Way back when, when I first heard about this "dominance/submission" thing... it clicked with me right away. It explained so many feelings/leanings/yearnings I had had all my life.
But I remember railing against the number of people who thought that submissive women were weak-willed, weak-minded, or just simply weak. Now I don’t have to rail, I just ignore such nonsense.
A true submissive isnt weak at all. She is as strong as her Dominant (sometimes stronger - ooooh - issues, issues!)
It takes a lot of courage to mentally, emotionally, physically submit your own will to the leadership of another "frail" human being. For myself, I know I can "be my own woman". I've lived on my own and supported myself and two small babies - ON MY OWN. Paid my own bills, took care of my house/apartment, worked, shopped, cooked, cleaned, parented - all on my own.
But I didn’t WANT to. Not that I wasn’t capable - or that I wanted to be lazy (wouldn’t I have been in for a big surprise if I thought submission=laziness??) I just had a deep deep down desire to follow someone else's lead.

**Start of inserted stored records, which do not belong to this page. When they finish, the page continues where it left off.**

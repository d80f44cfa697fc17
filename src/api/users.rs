//! Account management for admins.

use axum::{
    extract::{Path, State},
    http::StatusCode,
    Json,
};
use std::sync::Arc;

use crate::db::{CreateUserRequest, NewUser, UpdateUserRequest, User, UserResponse, UserRole};
use crate::AppState;

use super::auth::{hash_password_or_500, AdminUser};
use super::error::{ApiError, ValidationErrorBuilder};
use super::extract::ApiJson;
use super::validation::{validate_email, validate_name, validate_password, validate_phone};

/// GET /api/admin/users
pub async fn list_users(
    State(state): State<Arc<AppState>>,
    _admin: AdminUser,
) -> Result<Json<Vec<UserResponse>>, ApiError> {
    let users = User::list(&state.db).await?;
    Ok(Json(users.into_iter().map(UserResponse::from).collect()))
}

/// POST /api/admin/users
pub async fn create_user(
    State(state): State<Arc<AppState>>,
    AdminUser(admin): AdminUser,
    ApiJson(req): ApiJson<CreateUserRequest>,
) -> Result<(StatusCode, Json<UserResponse>), ApiError> {
    let mut errors = ValidationErrorBuilder::new();
    if let Err(e) = validate_name(&req.name) {
        errors.add("name", e);
    }
    if let Err(e) = validate_email(&req.email) {
        errors.add("email", e);
    }
    if let Err(e) = validate_password(&req.password) {
        errors.add("password", e);
    }
    if let Err(e) = validate_phone(&req.whatsapp) {
        errors.add("whatsapp", e);
    }
    errors.finish()?;

    let email = req.email.trim().to_lowercase();
    if User::find_by_email(&state.db, &email).await?.is_some() {
        return Err(ApiError::conflict("Email already registered"));
    }

    let password_hash = hash_password_or_500(&req.password)?;
    let user = User::create(
        &state.db,
        NewUser {
            email: &email,
            password_hash: &password_hash,
            name: req.name.trim(),
            role: req.role,
            whatsapp: req.whatsapp.as_deref().map(str::trim).filter(|w| !w.is_empty()),
        },
    )
    .await?;

    tracing::info!(admin_id = %admin.id, user_id = %user.id, role = %user.role, "User created");
    Ok((StatusCode::CREATED, Json(UserResponse::from(user))))
}

/// PUT /api/admin/users/:id
pub async fn update_user(
    State(state): State<Arc<AppState>>,
    AdminUser(admin): AdminUser,
    Path(id): Path<String>,
    ApiJson(req): ApiJson<UpdateUserRequest>,
) -> Result<Json<UserResponse>, ApiError> {
    let mut user = User::find_by_id(&state.db, &id)
        .await?
        .ok_or_else(|| ApiError::not_found("User not found"))?;

    let mut errors = ValidationErrorBuilder::new();
    if let Some(ref name) = req.name {
        if let Err(e) = validate_name(name) {
            errors.add("name", e);
        }
    }
    if let Some(ref email) = req.email {
        if let Err(e) = validate_email(email) {
            errors.add("email", e);
        }
    }
    if let Some(ref password) = req.password {
        if let Err(e) = validate_password(password) {
            errors.add("password", e);
        }
    }
    if let Err(e) = validate_phone(&req.whatsapp) {
        errors.add("whatsapp", e);
    }
    errors.finish()?;

    if let Some(email) = req.email {
        let email = email.trim().to_lowercase();
        if email != user.email {
            if User::find_by_email(&state.db, &email).await?.is_some() {
                return Err(ApiError::conflict("Email already registered"));
            }
            user.email = email;
        }
    }
    if let Some(name) = req.name {
        user.name = name.trim().to_string();
    }
    if let Some(role) = req.role {
        if user.id == admin.id && role != UserRole::Admin {
            return Err(ApiError::bad_request("You cannot remove your own admin role"));
        }
        user.role = role;
    }
    if let Some(whatsapp) = req.whatsapp {
        let whatsapp = whatsapp.trim();
        user.whatsapp = (!whatsapp.is_empty()).then(|| whatsapp.to_string());
    }
    if let Some(ref password) = req.password {
        user.password_hash = hash_password_or_500(password)?;
    }

    let saved = user.save(&state.db).await?;
    tracing::info!(admin_id = %admin.id, user_id = %saved.id, "User updated");
    Ok(Json(UserResponse::from(saved)))
}

/// DELETE /api/admin/users/:id
///
/// The account's requests and sessions go with it; its access log entries
/// are kept.
pub async fn delete_user(
    State(state): State<Arc<AppState>>,
    AdminUser(admin): AdminUser,
    Path(id): Path<String>,
) -> Result<StatusCode, ApiError> {
    if id == admin.id {
        return Err(ApiError::bad_request("You cannot delete your own account"));
    }

    if !User::delete(&state.db, &id).await? {
        return Err(ApiError::not_found("User not found"));
    }

    tracing::info!(admin_id = %admin.id, user_id = %id, "User deleted");
    Ok(StatusCode::NO_CONTENT)
}
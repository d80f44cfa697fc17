use axum::{
    extract::State,
    Json,
};
use serde::Deserialize;
use std::sync::Arc;

use crate::db::{MediaType, User};
use crate::media::MediaSearchResult;
use crate::AppState;

use super::error::ApiError;
use super::extract::ApiQuery;

#[derive(Debug, Deserialize)]
pub struct MediaSearchQuery {
    pub query: String,
    #[serde(rename = "type")]
    pub media_type: Option<MediaType>,
}

/// GET /api/media/search?query=..&type=movie|tv
pub async fn search(
    State(state): State<Arc<AppState>>,
    _user: User,
    ApiQuery(params): ApiQuery<MediaSearchQuery>,
) -> Result<Json<Vec<MediaSearchResult>>, ApiError> {
    let query = params.query.trim();
    if query.is_empty() {
        return Err(ApiError::validation_field("query", "Search query is required"));
    }
    if query.chars().count() > 200 {
        return Err(ApiError::validation_field("query", "Search query is too long"));
    }

    let results = state.media.search(query, params.media_type).await?;
    Ok(Json(results))
}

It's harder though. When I had to make all the decisions, I just did it. I weighed my options and made choices (some good, some bad, some terrible, but some great). I did alright. And it wasn’t too difficult. I had a decent job, an apartment I loved and could afford and I had some pretty well-behaved children (who went to school at the time).
So, turning all that over, willingly saying "I will submit to your decisions even when I think there is a better way of doing this" - that's HARD! It takes a strength that some days I'm not sure I have. I seriously struggle on a regular basis to hold to that commitment.
But like in all things, I'm believing that even small steps forward will eventually turn into a great journey, because I believe that God created us to do just this. He didn’t promise that it would be easy - just that it would be worth it. I totally believe that.